[[ DATA, beginning ]]

//! Assignment vectors, and the model copied out of a solution

use crate::data::*;
use crate::vec_map::VecMap;
use std::fmt::{self, Display, Formatter};

/// A (possibly partial) assignment of every variable in a formula
///
/// Every assignment is also pushed on a trail, so the search can undo back
/// to any earlier point instead of copying the whole vector per node.
#[derive(Debug, Clone, PartialEq, Eq)]
pub struct Assignment {
    /// semantically: Map<variable id, VarState>
    values: VecMap<VarId, VarState>,

    /// Literals made true, oldest first
    trail: Vec<Literal>,
}

impl Assignment {
    /// An assignment with every variable unassigned
    pub fn unassigned(variable_count: u32) -> Self {
        Self {
            values: VecMap::filled(variable_count as usize, Unknown),
            trail: Vec::new(),
        }
    }

    /// The number of variables, assigned or not
    #[inline]
    pub fn len(&self) -> usize {
        self.values.len()
    }

    #[inline]
    pub fn is_empty(&self) -> bool {
        self.values.is_empty()
    }

    /// `None` if `var` is out of range
    #[inline]
    pub fn get(&self, var: VarId) -> Option<VarState> {
        self.values.get(var).copied()
    }

    /// The value of a literal under this assignment, or `None` if its variable
    /// is out of range
    #[inline]
    pub fn lookup(&self, lit: Literal) -> Option<VarState> {
        let state = self.get(lit.var_id())?;
        Some(if lit.is_negated() { !state } else { state })
    }

    /// Make `lit` true
    #[inline]
    pub fn assign_true(&mut self, lit: Literal) {
        debug_assert_eq!(self.values[lit.var_id()], Unknown);
        self.values[lit.var_id()] = VarState::from(lit.polarity());
        self.trail.push(lit);
    }

    /// Every literal made true so far, in order
    #[inline]
    pub fn trail(&self) -> &[Literal] {
        &self.trail
    }

    #[inline]
    pub fn trail_len(&self) -> usize {
        self.trail.len()
    }

    /// Unassign everything assigned after the trail was `len` long
    pub fn undo_to(&mut self, len: usize) {
        for lit in self.trail.drain(len..) {
            self.values[lit.var_id()] = Unknown;
        }
    }

    /// The state of every variable, in id order
    #[inline]
    pub fn states(&self) -> &[VarState] {
        self.values.as_slice()
    }

    /// The value of a whole clause: `True` if some literal is true, `False` if
    /// every literal is false, and `Unknown` otherwise
    ///
    /// `None` if a literal is out of range
    pub fn clause_value(&self, clause: &[Literal]) -> Option<VarState> {
        let mut result = False;
        for &lit in clause {
            match self.lookup(lit)? {
                False => (),
                True => return Some(True),
                Unknown => result = Unknown,
            }
        }
        Some(result)
    }

    /// Copy the values out, reporting unassigned variables as false
    pub fn to_model(&self) -> Model {
        Model {
            values: self.states().iter().map(|&s| s == True).collect(),
        }
    }
}

/// A total assignment, as handed back to callers
///
/// Public accessors use DIMACS numbering, starting at 1
#[derive(Debug, Clone, PartialEq, Eq)]
pub struct Model {
    values: Vec<bool>,
}

impl Model {
    pub fn len(&self) -> usize {
        self.values.len()
    }

    pub fn is_empty(&self) -> bool {
        self.values.is_empty()
    }

    /// The value of DIMACS variable `var`, or `None` outside `1..=len()`
    pub fn value(&self, var: u32) -> Option<bool> {
        let index = (var as usize).checked_sub(1)?;
        self.values.get(index).copied()
    }

    /// Whether `lit` is true in this model
    ///
    /// Literals on variables the model doesn't cover are false
    pub fn satisfies(&self, lit: Literal) -> bool {
        match self.values.get(lit.var_id().0 as usize) {
            Some(&value) => value == lit.polarity(),
            None => false,
        }
    }

    /// `(DIMACS variable, value)` pairs in ascending order
    pub fn iter(&self) -> impl Iterator<Item = (u32, bool)> + '_ {
        self.values
            .iter()
            .enumerate()
            .map(|(i, &v)| (i as u32 + 1, v))
    }

    pub fn as_slice(&self) -> &[bool] {
        &self.values
    }
}

/// `1 = 1 2 = 0 3 = 1`
impl Display for Model {
    fn fmt(&self, f: &mut Formatter<'_>) -> fmt::Result {
        for (var, value) in self.iter() {
            if var > 1 {
                write!(f, " ")?;
            }
            write!(f, "{} = {}", var, value as u8)?;
        }
        Ok(())
    }
}

#[cfg(test)]
mod tests {
    use super::*;

    fn lit(l: i32) -> Literal {
        Literal::from_dimacs(l).unwrap()
    }

    #[test]
    fn clause_values() {
        let mut a = Assignment::unassigned(3);
        let clause = [lit(1), lit(-2)];
        assert_eq!(a.clause_value(&clause), Some(Unknown));

        a.assign_true(lit(2));
        assert_eq!(a.clause_value(&clause), Some(Unknown));

        a.assign_true(lit(-1));
        assert_eq!(a.clause_value(&clause), Some(False));

        let mut b = Assignment::unassigned(3);
        b.assign_true(lit(1));
        assert_eq!(b.clause_value(&clause), Some(True));
    }

    #[test]
    fn out_of_range_lookup() {
        let a = Assignment::unassigned(2);
        assert_eq!(a.lookup(lit(3)), None);
        assert_eq!(a.clause_value(&[lit(1), lit(-3)]), None);
    }

    #[test]
    fn undo_restores_earlier_state() {
        let mut a = Assignment::unassigned(3);
        a.assign_true(lit(2));
        let mark = a.trail_len();
        let before = a.clone();

        a.assign_true(lit(-1));
        a.assign_true(lit(3));
        assert_eq!(a.trail(), &[lit(2), lit(-1), lit(3)]);

        a.undo_to(mark);
        assert_eq!(a, before);
        assert_eq!(a.states(), &[Unknown, True, Unknown]);
    }

    #[test]
    fn model_reports_unknown_as_false() {
        let mut a = Assignment::unassigned(3);
        a.assign_true(lit(1));
        a.assign_true(lit(-2));
        let model = a.to_model();
        assert_eq!(model.value(1), Some(true));
        assert_eq!(model.value(2), Some(false));
        assert_eq!(model.value(3), Some(false));
        assert_eq!(model.value(0), None);
        assert_eq!(model.value(4), None);
        assert!(model.satisfies(lit(-2)));
        assert!(!model.satisfies(lit(4)));
        assert_eq!(model.to_string(), "1 = 1 2 = 0 3 = 0");
    }
}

[[ DATA, end ]]

* _WHAT THE EXERCISE ASKS_
Each line above that holds the string "Formatter" should be copied and shown.

* _YOUR RESPONSE_
use std::fmt::{self, Display, Formatter};
    fn fmt(&self, f: &mut Formatter<'_>) -> fmt::Result {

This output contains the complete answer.